[[ Data to process open ]]

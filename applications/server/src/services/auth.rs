/// Authentication service - JWT and password handling
use crate::error::{Result, ServerError};
use chrono::{Duration, Utc};
use harmony_core::types::UserId;
use jsonwebtoken::{decode, encode, DecodingKey, EncodingKey, Header, Validation};
use serde::{Deserialize, Serialize};

#[derive(Debug, Clone)]
pub struct AuthService {
    secret: String,
    access_token_expiration: Duration,
    refresh_token_expiration: Duration,
    bcrypt_cost: u32,
}

#[derive(Debug, Serialize, Deserialize)]
pub struct Claims {
    pub sub: String, // Subject (user ID)
    pub exp: i64,    // Expiration time
    pub iat: i64,    // Issued at
    pub token_type: TokenType,
}

#[derive(Debug, Clone, Copy, PartialEq, Eq, Serialize, Deserialize)]
#[serde(rename_all = "lowercase")]
pub enum TokenType {
    Access,
    Refresh,
}

impl AuthService {
    pub fn new(secret: String, access_expiration_hours: u64, refresh_expiration_days: u64) -> Self {
        Self {
            secret,
            access_token_expiration: Duration::hours(access_expiration_hours as i64),
            refresh_token_expiration: Duration::days(refresh_expiration_days as i64),
            bcrypt_cost: bcrypt::DEFAULT_COST,
        }
    }

    /// Use a different bcrypt cost (tests use the minimum)
    #[must_use]
    pub fn with_bcrypt_cost(mut self, cost: u32) -> Self {
        self.bcrypt_cost = cost;
        self
    }

    /// Hash a password using bcrypt
    pub fn hash_password(&self, password: &str) -> Result<String> {
        bcrypt::hash(password, self.bcrypt_cost).map_err(ServerError::from)
    }

    /// Verify a password against a hash
    pub fn verify_password(&self, password: &str, hash: &str) -> Result<bool> {
        bcrypt::verify(password, hash).map_err(ServerError::from)
    }

    /// Create an access token
    pub fn create_access_token(&self, user_id: UserId) -> Result<String> {
        self.create_token(user_id, TokenType::Access, self.access_token_expiration)
    }

    /// Create a refresh token
    pub fn create_refresh_token(&self, user_id: UserId) -> Result<String> {
        self.create_token(user_id, TokenType::Refresh, self.refresh_token_expiration)
    }

    /// Verify and decode a token
    pub fn verify_token(&self, token: &str) -> Result<Claims> {
        let decoding_key = DecodingKey::from_secret(self.secret.as_bytes());
        let validation = Validation::default();

        let token_data = decode::<Claims>(token, &decoding_key, &validation)?;
        Ok(token_data.claims)
    }

    /// Verify that a token is an access token
    pub fn verify_access_token(&self, token: &str) -> Result<UserId> {
        self.verify_token_of_type(token, TokenType::Access)
    }

    /// Verify that a token is a refresh token
    pub fn verify_refresh_token(&self, token: &str) -> Result<UserId> {
        self.verify_token_of_type(token, TokenType::Refresh)
    }

    fn verify_token_of_type(&self, token: &str, expected: TokenType) -> Result<UserId> {
        let claims = self.verify_token(token)?;
        if claims.token_type != expected {
            return Err(ServerError::Auth("Invalid token type".to_string()));
        }
        claims
            .sub
            .parse::<i64>()
            .map(UserId::new)
            .map_err(|_| ServerError::Auth("Invalid token subject".to_string()))
    }

    fn create_token(
        &self,
        user_id: UserId,
        token_type: TokenType,
        expiration: Duration,
    ) -> Result<String> {
        let now = Utc::now();
        let exp = now + expiration;

        let claims = Claims {
            sub: user_id.to_string(),
            exp: exp.timestamp(),
            iat: now.timestamp(),
            token_type,
        };

        let encoding_key = EncodingKey::from_secret(self.secret.as_bytes());
        encode(&Header::default(), &claims, &encoding_key).map_err(ServerError::from)
    }
}

#[cfg(test)]
mod tests {
    use super::*;

    fn auth() -> AuthService {
        AuthService::new("secret".to_string(), 24, 30).with_bcrypt_cost(4)
    }

    #[test]
    fn test_password_hashing() {
        let auth = auth();
        let password = "my_secure_password";

        let hash = auth.hash_password(password).unwrap();
        assert!(auth.verify_password(password, &hash).unwrap());
        assert!(!auth.verify_password("wrong_password", &hash).unwrap());
    }

    #[test]
    fn test_token_creation_and_verification() {
        let auth = auth();
        let user_id = UserId::new(123);

        let access_token = auth.create_access_token(user_id).unwrap();
        let verified_id = auth.verify_access_token(&access_token).unwrap();
        assert_eq!(verified_id, user_id);

        let refresh_token = auth.create_refresh_token(user_id).unwrap();
        let verified_id = auth.verify_refresh_token(&refresh_token).unwrap();
        assert_eq!(verified_id, user_id);
    }

    #[test]
    fn test_token_type_validation() {
        let auth = auth();
        let user_id = UserId::new(123);

        let access_token = auth.create_access_token(user_id).unwrap();
        assert!(auth.verify_refresh_token(&access_token).is_err());

        let refresh_token = auth.create_refresh_token(user_id).unwrap();
        assert!(auth.verify_access_token(&refresh_token).is_err());
    }
}
//! Song catalog types

use super::ids::SongId;
use crate::error::{HarmonyError, Result};
use serde::{Deserialize, Deserializer, Serialize};

/// A song in the catalog
#[derive(Debug, Clone, PartialEq, Eq, Serialize, Deserialize)]
pub struct Song {
    pub id: SongId,
    pub title: String,
    pub artist: String,
    pub album: Option<String>,
    /// Duration in whole seconds
    pub duration: u32,
    /// Location of the audio file; unique, fixed once the song exists
    pub file_path: String,
    pub created_at: String,
    pub updated_at: String,
}

/// Data for creating a new song
#[derive(Debug, Clone, Serialize, Deserialize)]
pub struct CreateSong {
    pub title: String,
    pub artist: String,
    #[serde(default)]
    pub album: Option<String>,
    pub duration: u32,
    pub file_path: String,
}

impl CreateSong {
    /// Check the required fields are present
    pub fn validate(&self) -> Result<()> {
        if self.title.trim().is_empty() {
            return Err(HarmonyError::invalid_input("title is required"));
        }
        if self.artist.trim().is_empty() {
            return Err(HarmonyError::invalid_input("artist is required"));
        }
        if self.file_path.trim().is_empty() {
            return Err(HarmonyError::invalid_input("file_path is required"));
        }
        Ok(())
    }
}

/// Partial update for a song (all fields optional).
///
/// `album` distinguishes "leave as is" (`None`) from "clear it"
/// (`Some(None)`, sent as an explicit JSON `null`).
#[derive(Debug, Clone, Default, Serialize, Deserialize)]
pub struct UpdateSong {
    #[serde(default)]
    pub title: Option<String>,
    #[serde(default)]
    pub artist: Option<String>,
    #[serde(
        default,
        deserialize_with = "deserialize_present",
        skip_serializing_if = "Option::is_none"
    )]
    pub album: Option<Option<String>>,
    #[serde(default)]
    pub duration: Option<u32>,
}

impl UpdateSong {
    /// True when no field would change
    pub fn is_empty(&self) -> bool {
        self.title.is_none()
            && self.artist.is_none()
            && self.album.is_none()
            && self.duration.is_none()
    }

    /// Reject updates that would blank out required fields
    pub fn validate(&self) -> Result<()> {
        if self.is_empty() {
            return Err(HarmonyError::invalid_input("no fields to update"));
        }
        if self.title.as_deref().is_some_and(|t| t.trim().is_empty()) {
            return Err(HarmonyError::invalid_input("title cannot be empty"));
        }
        if self.artist.as_deref().is_some_and(|a| a.trim().is_empty()) {
            return Err(HarmonyError::invalid_input("artist cannot be empty"));
        }
        Ok(())
    }

    /// Merge the supplied fields onto a stored song
    pub fn apply_to(&self, song: &mut Song) {
        if let Some(title) = &self.title {
            song.title.clone_from(title);
        }
        if let Some(artist) = &self.artist {
            song.artist.clone_from(artist);
        }
        if let Some(album) = &self.album {
            song.album.clone_from(album);
        }
        if let Some(duration) = self.duration {
            song.duration = duration;
        }
    }
}

/// One page of the song catalog
#[derive(Debug, Clone, Serialize, Deserialize)]
pub struct SongPage {
    pub songs: Vec<Song>,
    pub total: i64,
    pub limit: u32,
    pub offset: u32,
}

/// Maps a present field (even `null`) to `Some`, so absence stays `None`.
fn deserialize_present<'de, D, T>(deserializer: D) -> std::result::Result<Option<T>, D::Error>
where
    D: Deserializer<'de>,
    T: Deserialize<'de>,
{
    T::deserialize(deserializer).map(Some)
}

#[cfg(test)]
mod tests {
    use super::*;

    fn stored_song() -> Song {
        Song {
            id: SongId::new(1),
            title: "So What".to_string(),
            artist: "Miles Davis".to_string(),
            album: Some("Kind of Blue".to_string()),
            duration: 562,
            file_path: "/music/so-what.mp3".to_string(),
            created_at: "2024-01-01 00:00:00".to_string(),
            updated_at: "2024-01-01 00:00:00".to_string(),
        }
    }

    #[test]
    fn create_song_requires_title_artist_and_path() {
        let mut song = CreateSong {
            title: "Freddie Freeloader".to_string(),
            artist: "Miles Davis".to_string(),
            album: None,
            duration: 589,
            file_path: "/music/freddie.mp3".to_string(),
        };
        assert!(song.validate().is_ok());

        song.artist = "  ".to_string();
        assert!(matches!(song.validate(), Err(HarmonyError::InvalidInput(_))));
    }

    #[test]
    fn update_merges_only_supplied_fields() {
        let mut song = stored_song();
        let update = UpdateSong {
            title: Some("So What (Live)".to_string()),
            duration: Some(600),
            ..Default::default()
        };

        update.apply_to(&mut song);

        assert_eq!(song.title, "So What (Live)");
        assert_eq!(song.duration, 600);
        assert_eq!(song.artist, "Miles Davis");
        assert_eq!(song.album.as_deref(), Some("Kind of Blue"));
        assert_eq!(song.file_path, "/music/so-what.mp3");
    }

    #[test]
    fn explicit_null_album_clears_it() {
        let update: UpdateSong = serde_json::from_str(r#"{"album": null}"#).unwrap();
        assert_eq!(update.album, Some(None));

        let mut song = stored_song();
        update.apply_to(&mut song);
        assert_eq!(song.album, None);
    }

    #[test]
    fn absent_album_is_left_alone() {
        let update: UpdateSong = serde_json::from_str(r#"{"title": "Other"}"#).unwrap();
        assert_eq!(update.album, None);
        assert!(!update.is_empty());
    }

    #[test]
    fn empty_update_is_rejected() {
        let update = UpdateSong::default();
        assert!(matches!(update.validate(), Err(HarmonyError::InvalidInput(_))));
    }
}
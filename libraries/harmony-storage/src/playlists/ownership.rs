//! Playlist ownership checks
//!
//! A playlist that does not exist and a playlist owned by someone else are
//! indistinguishable to the caller: both are `PlaylistNotFound`.

use super::{map_playlist, PLAYLIST_COLUMNS};
use harmony_core::{error::Result, types::*, HarmonyError};
use sqlx::{SqliteConnection, SqlitePool};

/// Load the playlist if `user_id` owns it
pub async fn assert_owns_playlist(
    pool: &SqlitePool,
    playlist_id: PlaylistId,
    user_id: UserId,
) -> Result<Playlist> {
    let row = sqlx::query(&format!(
        "SELECT {PLAYLIST_COLUMNS} FROM playlists WHERE id = ? AND owner_id = ?"
    ))
    .bind(playlist_id)
    .bind(user_id)
    .fetch_optional(pool)
    .await?;

    row.as_ref()
        .map(map_playlist)
        .ok_or(HarmonyError::PlaylistNotFound(playlist_id))
}

/// Ownership check for the write path.
///
/// Must be the first statement of a mutating transaction: the owner-filtered
/// write both proves ownership and takes SQLite's write lock, so nothing the
/// transaction reads from `playlist_songs` afterwards can change under it.
pub(crate) async fn claim_playlist(
    conn: &mut SqliteConnection,
    playlist_id: PlaylistId,
    user_id: UserId,
) -> Result<()> {
    let result = sqlx::query(
        "UPDATE playlists SET updated_at = datetime('now') WHERE id = ? AND owner_id = ?",
    )
    .bind(playlist_id)
    .bind(user_id)
    .execute(&mut *conn)
    .await?;

    if result.rows_affected() == 0 {
        tracing::debug!(playlist_id = %playlist_id, user_id = %user_id, "Playlist claim rejected");
        return Err(HarmonyError::PlaylistNotFound(playlist_id));
    }

    Ok(())
}
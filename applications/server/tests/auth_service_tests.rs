/// Authentication service tests
/// Tests JWT generation, password hashing, token validation
use harmony_core::types::UserId;
use harmony_server::services::auth::{AuthService, TokenType};

fn create_test_auth_service() -> AuthService {
    AuthService::new("test-secret-key".to_string(), 1, 7).with_bcrypt_cost(4)
}

/// Test password hashing produces valid bcrypt hashes
#[test]
fn test_password_hashing() {
    let auth_service = create_test_auth_service();

    let password = "MySecurePassword123!";
    let hash = auth_service.hash_password(password).unwrap();

    // Verify hash format (bcrypt starts with $2b$ or $2a$)
    assert!(hash.starts_with("$2b$") || hash.starts_with("$2a$"));

    // Verify the hash is different each time (salt is random)
    let hash2 = auth_service.hash_password(password).unwrap();
    assert_ne!(hash, hash2, "Hashes should differ due to random salt");

    assert!(auth_service.verify_password(password, &hash2).unwrap());
}

/// Test claims carry the user id and token type
#[test]
fn test_claims_contents() {
    let auth_service = create_test_auth_service();

    let token = auth_service.create_access_token(UserId::new(42)).unwrap();
    let claims = auth_service.verify_token(&token).unwrap();

    assert_eq!(claims.sub, "42");
    assert_eq!(claims.token_type, TokenType::Access);
    assert_eq!(claims.exp - claims.iat, 3600);
}

/// Test refresh tokens outlive access tokens
#[test]
fn test_refresh_expiration() {
    let auth_service = create_test_auth_service();

    let token = auth_service.create_refresh_token(UserId::new(1)).unwrap();
    let claims = auth_service.verify_token(&token).unwrap();

    assert_eq!(claims.token_type, TokenType::Refresh);
    assert_eq!(claims.exp - claims.iat, 7 * 24 * 3600);
}

/// Test tokens signed with another secret are rejected
#[test]
fn test_wrong_secret_rejected() {
    let issuer = AuthService::new("one-secret".to_string(), 1, 1);
    let verifier = AuthService::new("other-secret".to_string(), 1, 1);

    let token = issuer.create_access_token(UserId::new(7)).unwrap();
    assert!(verifier.verify_access_token(&token).is_err());
}

/// Test garbage tokens are rejected
#[test]
fn test_malformed_token_rejected() {
    let auth_service = create_test_auth_service();
    assert!(auth_service.verify_access_token("not.a.token").is_err());
    assert!(auth_service.verify_access_token("").is_err());
}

[[ Data to process closed ]]

Activity = In the listing above, count each line that holds the string "applications". Give the number only.

Task solution = 2